La question de la Morgue est posée depuis dix ans devant l’opinion publique. En 1881, déjà M. George Berry obtenait du conseil général de la Seine une résolution invitant le préfet à étudier d’urgence les réformes qui s’imposaient; en 1882, M. Brouardel déposait un plan complet dont le premier avantage était de supprimer jusqu’au nom sinistre de la Morgue actuelle et de le remplacer par celui de l’Institut médico-légal; tout dernièrement M. Alpy[1], reprenant pour son compte la question, déposait un nouveau projet. C’est dire que rien n’a été fait depuis dix ans, et qu’une réforme reconnue urgente en 1881 l’est encore en 1891.

Le projet de M. Brouardel, déposé depuis huit ans, a pour lui un avantage incontestable : c’est l’unité d’un plan mûrement réfléchi, élaboré en toute connaissance de cause par l’homme qui était le mieux à même de savoir ce qu’il y avait à faire.

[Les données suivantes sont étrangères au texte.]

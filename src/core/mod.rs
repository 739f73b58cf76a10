pub mod config;
pub mod error;
pub mod fixed;
pub mod types;

pub use fixed::Fixed2;
pub use types::{EntityId, Tick};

Malheureusement, ce projet, qui comporte la construction d’un nouvel établissement avec disparition de la Morgue actuelle, a l’inconvénient d’exiger une dépense évaluée à 3 millions. C’est là, il faut le dire, la raison principale, sinon de son échec définitif, au moins du retard apporté à son adoption.

Voici en quoi il consiste :

On utiliserait, pour la construction du nouvel institut médico-légal, un vaste terrain de forme triangulaire, occupé autrefois par les écuries de l’archevêché et qui présente son angle à l’entrée du pont Saint-Louis. La pointe du terrain serait réservée à la salle d’exposition et à l’entrée publique de la Morgue. Immédiatement en arrière s’ouvrirait une vaste cour intérieure avec un dégagement qui serait pratiqué sur une ruelle ouverte entre le coude de la rue du Cloître-Notre-Dame et le Quai-aux-Fleurs. Sur la cour, s’élèveraient deux ailes de bâtiment qui ne comporteraient qu’un seul étage, en vue surtout de ne rien gâter aux abords de la cathédrale. Tous les services actuels de la Morgue trouveraient place dans les sous-sols et dans le rez-de-chaussée; il y aurait une salle réservée pour les familles qui viennent reconnaître un cadavre, un dépôt mortuaire pour les corps déjà reconnus, une salle d’attente pour les familles qui attendent un convoi, un cabinet

  1. Séance du conseil général de la Seine du 1er décembre 1890.